▶ **Instructions to follow**
Beginning with the first line of the data below, set down each line exactly through the line that contains "startup and is".

Dataset entries:
○ ○ ○ ○ ○ ○ ○

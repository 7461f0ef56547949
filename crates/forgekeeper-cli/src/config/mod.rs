//! Configuration loading and startup validation.
//!
//! Configuration comes from a TOML file: `--config PATH`, else the
//! `FORGEKEEPER_CONFIG` environment variable, else `forgekeeper.toml`
//! in the working directory. Validation runs once at startup and is
//! fatal: a partially valid configuration protecting the wrong thing
//! is worse than a refusal to start.
//!
//! The administrator credential is deliberately absent here. It can
//! only arrive through a per-invocation command-line flag.

use std::path::{Path, PathBuf};

use serde::{Deserialize, Serialize};

use forgekeeper::{FkError, TierMode, TierSpec};

/// Environment variable naming the config file
pub const CONFIG_ENV: &str = "FORGEKEEPER_CONFIG";

/// Default config file name, resolved against the working directory
pub const DEFAULT_CONFIG_FILE: &str = "forgekeeper.toml";

/// Risk aggregator settings
#[derive(Debug, Clone, Serialize, Deserialize)]
pub struct RiskConfig {
    /// Sliding window for indicator scoring, in minutes
    #[serde(default = "default_risk_window")]
    pub window_minutes: u32,
}

const fn default_risk_window() -> u32 {
    60
}

impl Default for RiskConfig {
    fn default() -> Self {
        Self {
            window_minutes: default_risk_window(),
        }
    }
}

/// Cadences for the always-on loops, in minutes.
///
/// The WORM export runs coarser than the snapshot push; the export is
/// the expensive, cold-tier copy of an already-pushed snapshot.
#[derive(Debug, Clone, Serialize, Deserialize)]
pub struct ScheduleConfig {
    /// Snapshot push to staging and append-only tiers
    #[serde(default = "default_snapshot_interval")]
    pub snapshot_interval_minutes: u32,

    /// Export to WORM tiers
    #[serde(default = "default_export_interval")]
    pub export_interval_minutes: u32,

    /// Full verification sweep
    #[serde(default = "default_verify_interval")]
    pub verify_interval_minutes: u32,

    /// Staging expiry and retention planning
    #[serde(default = "default_retention_interval")]
    pub retention_interval_minutes: u32,
}

const fn default_snapshot_interval() -> u32 {
    60
}

const fn default_export_interval() -> u32 {
    1440
}

const fn default_verify_interval() -> u32 {
    360
}

const fn default_retention_interval() -> u32 {
    1440
}

impl Default for ScheduleConfig {
    fn default() -> Self {
        Self {
            snapshot_interval_minutes: default_snapshot_interval(),
            export_interval_minutes: default_export_interval(),
            verify_interval_minutes: default_verify_interval(),
            retention_interval_minutes: default_retention_interval(),
        }
    }
}

/// Artifact files the backup job lays down; the snapshot and export
/// loops bundle these on every tick.
#[derive(Debug, Clone, Serialize, Deserialize)]
pub struct ArtifactsConfig {
    /// Service configuration bundle
    pub config_bundle: PathBuf,

    /// Secrets and credentials bundle
    pub secrets_bundle: PathBuf,

    /// Repository data archive
    pub data_archive: PathBuf,
}

/// Restore drill settings
#[derive(Debug, Clone, Serialize, Deserialize)]
pub struct DrillConfig {
    /// Prefix for ephemeral drill target names
    #[serde(default = "default_drill_prefix")]
    pub target_prefix: String,
}

fn default_drill_prefix() -> String {
    "fkeeper-drill".to_string()
}

impl Default for DrillConfig {
    fn default() -> Self {
        Self {
            target_prefix: default_drill_prefix(),
        }
    }
}

/// Shell hooks the recovery orchestrator drives.
///
/// Each hook runs with `FK_TARGET_ENV` set; restore hooks additionally
/// receive artifact paths and rollback hooks the captured reference.
#[derive(Debug, Clone, Serialize, Deserialize)]
pub struct RecoveryHooks {
    /// Provision the target environment
    pub provision_cmd: String,

    /// Tear a drill target down again
    pub teardown_cmd: String,

    /// Capture current target configuration; prints a reference on stdout
    pub capture_config_cmd: String,

    /// Place config and secrets bundles (`FK_CONFIG_PATH`, `FK_SECRETS_PATH`)
    pub restore_config_cmd: String,

    /// Restore the data archive (`FK_DATA_PATH`)
    pub restore_data_cmd: String,

    /// Reconfigure the service against the restored state
    pub reconfigure_cmd: String,

    /// Re-apply a captured configuration (`FK_CONFIG_REF`)
    pub rollback_cmd: String,

    /// Health and readiness check
    pub health_cmd: String,
}

/// Top-level configuration
#[derive(Debug, Clone, Serialize, Deserialize)]
pub struct Config {
    /// Host snapshots are taken from; becomes the snapshot id prefix
    pub source_host: String,

    /// Default recovery target environment
    pub target_env: String,

    /// Configured storage tiers, in verification order
    #[serde(default, rename = "tier")]
    pub tiers: Vec<TierSpec>,

    #[serde(default)]
    pub risk: RiskConfig,

    #[serde(default)]
    pub schedule: ScheduleConfig,

    /// Artifact sources; `run` and the snapshot loops need them
    #[serde(default)]
    pub artifacts: Option<ArtifactsConfig>,

    #[serde(default)]
    pub drill: DrillConfig,

    /// Recovery hooks; restore and drill refuse to run without them
    #[serde(default)]
    pub recovery: Option<RecoveryHooks>,
}

impl Config {
    /// Resolve the config file path from flag, environment, or default
    #[must_use]
    pub fn resolve_path(flag: Option<&Path>) -> PathBuf {
        flag.map(Path::to_path_buf)
            .or_else(|| std::env::var_os(CONFIG_ENV).map(PathBuf::from))
            .unwrap_or_else(|| PathBuf::from(DEFAULT_CONFIG_FILE))
    }

    /// Load and validate configuration.
    ///
    /// # Errors
    ///
    /// `FkError::Config` on unreadable file, parse failure, or any
    /// validation problem; every problem found is listed at once.
    pub fn load(path: &Path) -> Result<Self, FkError> {
        let content = std::fs::read_to_string(path).map_err(|e| {
            FkError::Config(format!("cannot read config {}: {e}", path.display()))
        })?;
        let config: Self = toml::from_str(&content)
            .map_err(|e| FkError::Config(format!("{}: {e}", path.display())))?;
        config.validate()?;
        Ok(config)
    }

    /// Check the configuration for problems; all are reported together.
    pub fn validate(&self) -> Result<(), FkError> {
        let mut problems = Vec::new();

        if self.source_host.is_empty() {
            problems.push("source_host is empty".to_string());
        }
        if self.target_env.is_empty() {
            problems.push("target_env is empty".to_string());
        }
        if self.tiers.is_empty() {
            problems.push("no [[tier]] entries configured".to_string());
        }
        if !self
            .tiers
            .iter()
            .any(|t| t.mode.counts_as_recoverable())
        {
            problems.push(
                "no append-only-remote or worm-remote tier; nothing would count as recoverable"
                    .to_string(),
            );
        }

        for (name, minutes) in [
            ("snapshot", self.schedule.snapshot_interval_minutes),
            ("export", self.schedule.export_interval_minutes),
            ("verify", self.schedule.verify_interval_minutes),
            ("retention", self.schedule.retention_interval_minutes),
        ] {
            if minutes == 0 {
                problems.push(format!("schedule: {name} interval must be positive"));
            }
        }
        if self.schedule.export_interval_minutes < self.schedule.snapshot_interval_minutes {
            problems.push(
                "schedule: export_interval_minutes is finer than snapshot_interval_minutes; \
                 the worm export is the coarser cadence"
                    .to_string(),
            );
        }

        let mut seen = std::collections::HashSet::new();
        for tier in &self.tiers {
            let at = format!("tier '{}'", tier.name);
            if !seen.insert(tier.name.as_str()) {
                problems.push(format!("{at}: duplicate name"));
            }
            if tier.endpoint.is_empty() {
                problems.push(format!("{at}: endpoint is empty"));
            }
            if tier.credential_path.as_os_str().is_empty() {
                problems.push(format!("{at}: credential_path is empty"));
            }
            if tier.max_snapshot_age_hours == 0 {
                problems.push(format!("{at}: max_snapshot_age_hours must be positive"));
            }
            if tier.retention.is_empty() {
                problems.push(format!(
                    "{at}: retention keeps nothing; pruning would delete every snapshot"
                ));
            }
            if tier.mode == TierMode::WormRemote && tier.retention.min_lock_days.is_none() {
                problems.push(format!("{at}: worm-remote tier needs retention.min_lock_days"));
            }
        }

        if problems.is_empty() {
            Ok(())
        } else {
            Err(FkError::Config(format!(
                "invalid configuration:\n  - {}",
                problems.join("\n  - ")
            )))
        }
    }

    /// Look up a tier by name
    #[must_use]
    pub fn tier(&self, name: &str) -> Option<&TierSpec> {
        self.tiers.iter().find(|t| t.name == name)
    }

    /// The risk window as a chrono duration
    #[must_use]
    pub fn risk_window(&self) -> chrono::Duration {
        chrono::Duration::minutes(i64::from(self.risk.window_minutes))
    }
}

○ ○ ○ ○ ○ ○ ○

▶ **Response to this task**
repository 7461f0ef56547949
filename crates/forgekeeper-cli/src/config/mod.rs
//! Configuration loading and startup validation.
//!
//! Configuration comes from a TOML file: `--config PATH`, else the
//! `FORGEKEEPER_CONFIG` environment variable, else `forgekeeper.toml`
//! in the working directory. Validation runs once at startup and is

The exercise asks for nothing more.